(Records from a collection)

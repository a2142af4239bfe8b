//! Scene (draw stream) types.
//!
//! Responsibilities:
//! - store renderer-agnostic draw commands
//! - provide deterministic ordering (z-index + insertion order)
//! - keep shape-specific helpers isolated per shape file under `scene::shapes`

mod cmd;
mod key;
mod list;
mod z_index;

pub mod shapes;

pub use cmd::DrawCmd;
pub use key::SortKey;
pub use list::{DrawItem, DrawList};
pub use shapes::Border;
pub use shapes::circle::CircleCmd;
pub use shapes::text::{TextAnchor, TextCmd};
pub use z_index::ZIndex;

> [Prompt]
Nothing may be dropped or altered. Copy every line above.

> [Answer to the problem]
repository a2142af4239bfe8b
//! Scene (draw stream) types.
//!
//! Responsibilities:
//! - store renderer-agnostic draw commands
//! - provide deterministic ordering (z-index + insertion order)
//! - keep shape-specific helpers isolated per shape file under `scene::shapes`

mod cmd;
mod key;
mod list;
mod z_index;

pub mod shapes;

pub use cmd::DrawCmd;
pub use key::SortKey;
pub use list::{DrawItem, DrawList};
pub use shapes::Border;
pub use shapes::circle::CircleCmd;
pub use shapes::text::{TextAnchor, TextCmd};
pub use z_index::ZIndex;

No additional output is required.